= Honer Plaza =

Shopping center in Santa Ana, California, United States

Honer Plaza, now the Bristol Marketplace, at 17th and Bristol streets in northwestern Santa Ana, California, was one of the first shopping centers in Orange County, California and one of the busiest in the county in its early days. Plans were announced for its construction in 1953 and it opened in 1958, starting with a 40000 sqft Ralphs supermarket. Other anchor tenants over the 1950s-1980s included Montgomery Ward (which opened on August 11, 1960 and closed along with the entire chain due to bankruptcy in early 2001), Long Beach-based Robert's department store, Nahas department store, and J. J. Newberry.
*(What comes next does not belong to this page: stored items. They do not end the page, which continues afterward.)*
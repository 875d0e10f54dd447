// Copyright (c) 2025-2026 Adrian Robinson. Licensed under the AGPL-3.0.
// See LICENSE file in the project root for full license text.

//! Create-if-absent child registry.
//!
//! Each manager keeps one [`Registry`] keyed by the value-typed identity of its
//! children. Discovery passes at the same level may complete concurrently on
//! different pool threads and race on the same key; [`Registry::get_or_create`]
//! resolves the race on the `DashMap` shard entry, so exactly one child is ever
//! built per key and only the winner reports `created = true`.

use dashmap::mapref::entry::Entry;
use dashmap::DashMap;
use std::hash::Hash;
use std::sync::Arc;

pub struct Registry<K, V> {
    children: DashMap<K, Arc<V>>,
}

impl<K, V> Registry<K, V>
where
    K: Eq + Hash + Clone,
{
    pub fn new() -> Self {
        Self {
            children: DashMap::new(),
        }
    }

    /// Return the child for `key`, building it with `make` if absent.
    ///
    /// `make` runs under the shard lock and must not touch this registry.
    /// Start the child after this returns, and only when `created` is `true`.
    pub fn get_or_create<F>(&self, key: K, make: F) -> (Arc<V>, bool)
    where
        F: FnOnce(&K) -> Arc<V>,
    {
        match self.children.entry(key) {
            Entry::Occupied(entry) => (Arc::clone(entry.get()), false),
            Entry::Vacant(entry) => {
                let child = make(entry.key());
                entry.insert(Arc::clone(&child));
                (child, true)
            }
        }
    }

    pub fn get(&self, key: &K) -> Option<Arc<V>> {
        self.children.get(key).map(|entry| Arc::clone(entry.value()))
    }

    pub fn contains(&self, key: &K) -> bool {
        self.children.contains_key(key)
    }

    pub fn len(&self) -> usize {
        self.children.len()
    }

    pub fn is_empty(&self) -> bool {
        self.children.is_empty()
    }

    /// Snapshot of the registered keys.
    pub fn keys(&self) -> Vec<K> {
        self.children.iter().map(|entry| entry.key().clone()).collect()
    }

    /// Snapshot of the registered children.
    ///
    /// Collected before returning so callers can await on children without
    /// holding shard locks.
    pub fn values(&self) -> Vec<Arc<V>> {
        self.children.iter().map(|entry| Arc::clone(entry.value())).collect()
    }
}

impl<K, V> Default for Registry<K, V>
where
    K: Eq + Hash + Clone,
{
    fn default() -> Self {
        Self::new()
    }
}
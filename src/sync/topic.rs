// Copyright (c) 2025-2026 Adrian Robinson. Licensed under the AGPL-3.0.
// See LICENSE file in the project root for full license text.

//! Topic discovery within one namespace.
//!
//! Lists the namespace's topics on the source, drops partition shards (a
//! partitioned topic is replicated through its logical name) and, when
//! configured, broker-internal `__` topics, then keeps exactly one
//! [`PartitionSyncWorker`] per remaining topic.

use super::context::{Lifecycle, SyncContext};
use super::worker::PartitionSyncWorker;
use crate::entity::{is_partition_shard, is_system_topic, TenantNamespace, TenantNamespaceTopic};
use crate::metrics;
use crate::registry::Registry;
use crate::schedule::RepeatingTask;
use std::collections::HashSet;
use std::sync::Arc;
use tracing::{debug, info, info_span, Instrument};

const LEVEL: &str = "topic";

pub struct TopicSyncManager {
    namespace: TenantNamespace,
    ctx: Arc<SyncContext>,
    workers: Registry<TenantNamespaceTopic, PartitionSyncWorker>,
    lifecycle: Lifecycle,
}

impl TopicSyncManager {
    pub fn new(ctx: Arc<SyncContext>, namespace: TenantNamespace) -> Arc<Self> {
        Arc::new(Self {
            namespace,
            ctx,
            workers: Registry::new(),
            lifecycle: Lifecycle::default(),
        })
    }

    /// Schedule rediscovery when `auto_update_topic` is on, otherwise run one pass inline.
    pub async fn start(self: &Arc<Self>) {
        if !self.lifecycle.try_start() {
            return;
        }

        if self.ctx.sync_config().auto_update_topic {
            let weak = Arc::downgrade(self);
            let task = RepeatingTask::spawn(
                self.ctx.pool(),
                "topic_discovery",
                self.ctx.sync_config().rediscovery_interval_duration(),
                move || {
                    let manager = weak.upgrade();
                    async move {
                        if let Some(manager) = manager {
                            manager.sync().await;
                        }
                    }
                },
            );
            self.lifecycle.install(task);
        } else {
            self.sync().await;
        }
    }

    /// One discovery pass. Never fails; errors are logged and the pass abandoned.
    pub async fn sync(&self) {
        let span = info_span!("topic_sync", namespace = %self.namespace);
        self.sync_pass().instrument(span).await
    }

    async fn sync_pass(&self) {
        if self.lifecycle.is_closed() {
            return;
        }

        let path = self.namespace.namespace();
        let listing = self.ctx.handle().source_admin().list_topics(&path);
        let Some((listed, started)) = self.ctx.list(LEVEL, &path, listing).await else {
            return;
        };

        let skip_system = self.ctx.discovery_config().skip_system_topics;
        let mut shards = 0;
        let mut system = 0;
        let mut discovered = Vec::new();
        for name in &listed {
            let Some(topic) = TenantNamespaceTopic::from_listed(&self.namespace, name) else {
                debug!(listed = %name, "Ignoring topic outside this namespace");
                continue;
            };
            if is_partition_shard(topic.local_name()) {
                shards += 1;
                continue;
            }
            if skip_system && is_system_topic(topic.local_name()) {
                system += 1;
                continue;
            }
            discovered.push(topic);
        }
        metrics::record_filtered(LEVEL, "partition_shard", shards);
        metrics::record_filtered(LEVEL, "system_topic", system);

        let listed_now: HashSet<&TenantNamespaceTopic> = discovered.iter().collect();
        for gone in self.workers.keys().iter().filter(|k| !listed_now.contains(k)) {
            debug!(topic = %gone, "Topic no longer listed on source; worker left running");
        }

        let mut fresh = Vec::new();
        for topic in &discovered {
            let (worker, created) = self.workers.get_or_create(topic.clone(), |key| {
                Arc::new(PartitionSyncWorker::new(Arc::clone(&self.ctx), key.clone()))
            });
            if created {
                metrics::record_registration(LEVEL);
                metrics::adjust_registered(LEVEL, 1.0);
                info!(topic = %topic, "Registered topic worker");
                worker.start();
                fresh.push(worker);
            }
        }

        // Close raced with this pass: the snapshot in close() may have missed these
        if self.lifecycle.is_closed() {
            for worker in &fresh {
                worker.close().await;
            }
            return;
        }

        metrics::record_discovery_pass(LEVEL, true, discovered.len(), started.elapsed());
        debug!(
            listed = listed.len(),
            discovered = discovered.len(),
            registered = fresh.len(),
            shards,
            system,
            "Topic discovery pass complete"
        );
    }

    /// Cancel rediscovery and close every worker.
    pub async fn close(&self) {
        if !self.lifecycle.begin_close() {
            return;
        }
        self.lifecycle.stop_discovery().await;

        let workers = self.workers.values();
        let mut closing = Vec::with_capacity(workers.len());
        for worker in &workers {
            closing.push(worker.close());
        }
        futures::future::join_all(closing).await;
        metrics::adjust_registered(LEVEL, -(workers.len() as f64));
        debug!(namespace = %self.namespace, workers = workers.len(), "Topic manager closed");
    }

    pub fn namespace(&self) -> &TenantNamespace {
        &self.namespace
    }

    pub fn len(&self) -> usize {
        self.workers.len()
    }

    pub fn is_empty(&self) -> bool {
        self.workers.is_empty()
    }

    pub fn get(&self, topic: &TenantNamespaceTopic) -> Option<Arc<PartitionSyncWorker>> {
        self.workers.get(topic)
    }

    pub fn keys(&self) -> Vec<TenantNamespaceTopic> {
        self.workers.keys()
    }

    pub fn workers(&self) -> Vec<Arc<PartitionSyncWorker>> {
        self.workers.values()
    }
}
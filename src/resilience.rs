//! Resilience utilities: retry logic, backoff, rate limiting, bulkheads.
//!
//! - [`RetryConfig`] + [`retry_until_shutdown`]: bounded exponential backoff with a
//!   per-attempt timeout that gives up early when shutdown is signalled
//! - [`RateLimiter`]: token bucket shared by all workers to prevent a thundering herd
//! - [`Bulkhead`]: semaphore bounding read-but-unacknowledged messages per worker
//!
//! # Example
//!
//! ```rust,no_run
//! # async fn example() -> Result<(), pulsar_sync::resilience::BulkheadFull> {
//! use pulsar_sync::resilience::{RateLimiter, Bulkhead, RateLimitConfig};
//!
//! let limiter = RateLimiter::new(RateLimitConfig::default());
//! limiter.acquire().await; // Blocks if over limit
//!
//! // At most 100 messages between read and acknowledge
//! let window = Bulkhead::new(100);
//! let _permit = window.acquire().await?;
//! // permit dropped = slot released
//! # Ok(())
//! # }
//! ```

use governor::{
    clock::DefaultClock,
    middleware::NoOpMiddleware,
    state::{InMemoryState, NotKeyed},
    Quota, RateLimiter as GovLimiter,
};
use std::future::Future;
use std::num::NonZeroU32;
use std::sync::Arc;
use std::time::Duration;
use tokio::sync::{watch, OwnedSemaphorePermit, Semaphore};

/// Bounded exponential backoff.
#[derive(Debug, Clone)]
pub struct RetryConfig {
    /// Maximum number of attempts, including the first.
    pub max_attempts: usize,

    /// Initial delay before first retry.
    pub initial_delay: Duration,

    /// Maximum delay between retries (ceiling for exponential backoff).
    pub max_delay: Duration,

    /// Backoff multiplier (e.g., 2.0 = double delay each retry).
    pub backoff_factor: f64,

    /// Timeout for each individual attempt.
    pub connection_timeout: Duration,
}

impl Default for RetryConfig {
    fn default() -> Self {
        Self {
            max_attempts: 5,
            initial_delay: Duration::from_millis(100),
            max_delay: Duration::from_secs(5),
            backoff_factor: 2.0,
            connection_timeout: Duration::from_secs(10),
        }
    }
}

impl RetryConfig {
    /// Fast-fail retry for tests.
    pub fn testing() -> Self {
        Self {
            max_attempts: 3,
            initial_delay: Duration::from_millis(10),
            max_delay: Duration::from_millis(100),
            backoff_factor: 2.0,
            connection_timeout: Duration::from_millis(500),
        }
    }

    /// Calculate delay for a given attempt number (1-indexed).
    pub fn delay_for_attempt(&self, attempt: usize) -> Duration {
        if attempt == 0 {
            return self.initial_delay;
        }

        // Past ~64 doublings every realistic config is pinned at max_delay
        let exponent = (attempt - 1).min(64) as i32;
        let multiplier = self.backoff_factor.powi(exponent);
        let delay_secs = self.initial_delay.as_secs_f64() * multiplier;
        if !delay_secs.is_finite() || delay_secs >= self.max_delay.as_secs_f64() {
            return self.max_delay;
        }

        std::cmp::min(Duration::from_secs_f64(delay_secs.max(0.0)), self.max_delay)
    }
}

/// Result of [`retry_until_shutdown`].
#[derive(Debug)]
pub enum RetryOutcome<T, E> {
    /// The operation succeeded on attempt `attempts`.
    Done { value: T, attempts: usize },
    /// Every attempt failed; `last_error` is from the final one.
    Exhausted { attempts: usize, last_error: E },
    /// Shutdown was signalled before the operation succeeded.
    Cancelled,
}

/// An attempt ran past [`RetryConfig::connection_timeout`].
#[derive(Debug, Clone, thiserror::Error)]
#[error("attempt {attempt} exceeded {timeout:?}")]
pub struct AttemptTimedOut {
    pub attempt: usize,
    pub timeout: Duration,
}

/// Run `op` until it succeeds, the attempt budget is spent, or `shutdown` flips to `true`.
///
/// `op` receives the 1-indexed attempt number. An attempt still pending after
/// `connection_timeout` is dropped and counts as a failure. `on_retry` is called
/// with the attempt number and error before each backoff sleep.
pub async fn retry_until_shutdown<T, E, F, Fut, R>(
    config: &RetryConfig,
    shutdown: &mut watch::Receiver<bool>,
    mut op: F,
    mut on_retry: R,
) -> RetryOutcome<T, E>
where
    F: FnMut(usize) -> Fut,
    Fut: Future<Output = std::result::Result<T, E>>,
    E: From<AttemptTimedOut>,
    R: FnMut(usize, &E),
{
    let max_attempts = config.max_attempts.max(1);
    let mut attempt = 0;

    loop {
        if *shutdown.borrow() {
            return RetryOutcome::Cancelled;
        }
        attempt += 1;

        let err = match tokio::time::timeout(config.connection_timeout, op(attempt)).await {
            Ok(Ok(value)) => {
                return RetryOutcome::Done {
                    value,
                    attempts: attempt,
                }
            }
            Ok(Err(e)) => e,
            Err(_) => E::from(AttemptTimedOut {
                attempt,
                timeout: config.connection_timeout,
            }),
        };

        if attempt >= max_attempts {
            return RetryOutcome::Exhausted {
                attempts: attempt,
                last_error: err,
            };
        }

        on_retry(attempt, &err);

        let delay = config.delay_for_attempt(attempt);
        tokio::select! {
            biased;
            changed = shutdown.changed() => {
                if changed.is_err() || *shutdown.borrow() {
                    return RetryOutcome::Cancelled;
                }
            }
            _ = tokio::time::sleep(delay) => {}
        }
    }
}

// =============================================================================
// Rate Limiting
// =============================================================================

/// Configuration for rate limiting.
///
/// Uses a token bucket algorithm: tokens refill at `refill_rate` per second,
/// up to `burst_size` tokens. Each replicated message consumes one token.
#[derive(Debug, Clone)]
pub struct RateLimitConfig {
    /// Maximum tokens that can be accumulated (burst capacity).
    pub burst_size: u32,

    /// Tokens added per second (sustained rate).
    pub refill_rate: u32,
}

impl Default for RateLimitConfig {
    /// Default: 10k msgs/sec with burst of 1000.
    fn default() -> Self {
        Self {
            burst_size: 1000,
            refill_rate: 10_000,
        }
    }
}

/// Token bucket rate limiter shared across workers.
pub struct RateLimiter {
    limiter: GovLimiter<NotKeyed, InMemoryState, DefaultClock, NoOpMiddleware>,
    config: RateLimitConfig,
}

impl RateLimiter {
    pub fn new(config: RateLimitConfig) -> Self {
        let quota = Quota::per_second(NonZeroU32::new(config.refill_rate).unwrap_or(NonZeroU32::MIN))
            .allow_burst(NonZeroU32::new(config.burst_size).unwrap_or(NonZeroU32::MIN));

        Self {
            limiter: GovLimiter::direct(quota),
            config,
        }
    }

    /// Acquire a permit, waiting until one is available.
    ///
    /// This method is cancel-safe.
    pub async fn acquire(&self) {
        self.limiter.until_ready().await;
    }

    pub fn config(&self) -> &RateLimitConfig {
        &self.config
    }
}

impl std::fmt::Debug for RateLimiter {
    fn fmt(&self, f: &mut std::fmt::Formatter<'_>) -> std::fmt::Result {
        f.debug_struct("RateLimiter").field("config", &self.config).finish()
    }
}

// =============================================================================
// Bulkhead (in-flight window)
// =============================================================================

/// Error when the bulkhead has been closed.
#[derive(Debug, Clone, thiserror::Error)]
#[error("bulkhead closed: max {max_concurrent} concurrent operations")]
pub struct BulkheadFull {
    pub max_concurrent: usize,
}

/// Limits how many operations hold a slot at once.
///
/// A worker takes a permit before each source read and releases it once the
/// message is acknowledged, so the reader can never run more than
/// `max_concurrent` messages ahead of the writer.
#[derive(Debug)]
pub struct Bulkhead {
    semaphore: Arc<Semaphore>,
    max_concurrent: usize,
}

impl Bulkhead {
    pub fn new(max_concurrent: usize) -> Self {
        Self {
            semaphore: Arc::new(Semaphore::new(max_concurrent)),
            max_concurrent,
        }
    }

    /// Acquire a permit, waiting if necessary.
    ///
    /// Fails only after [`close()`](Self::close).
    pub async fn acquire(&self) -> Result<OwnedSemaphorePermit, BulkheadFull> {
        self.semaphore
            .clone()
            .acquire_owned()
            .await
            .map_err(|_| BulkheadFull {
                max_concurrent: self.max_concurrent,
            })
    }

    /// Wake every waiter with an error; later acquires fail immediately.
    pub fn close(&self) {
        self.semaphore.close();
    }

    pub fn available(&self) -> usize {
        self.semaphore.available_permits()
    }

    /// Permits currently held.
    pub fn in_use(&self) -> usize {
        self.max_concurrent.saturating_sub(self.available())
    }

    pub fn max_concurrent(&self) -> usize {
        self.max_concurrent
    }
}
By the 1980s, the center was outdated in design — two rows of stores with a small pedestrian mall in the center, surrounded by acres of parking — and had lost business to more modern malls including Fashion Square/MainPlace and The City Shopping Center in Orange.

The site continues — without the pedestrian walkway lined with shops, thus effectively now a large strip mall — called Bristol Marketplace, anchored by Target (formerly HomeBase), Smart and Final Extra!, Northgate Market, Furniture Ave. (formerly Montgomery Ward, later Kohl's), and Big 5 Sporting Goods.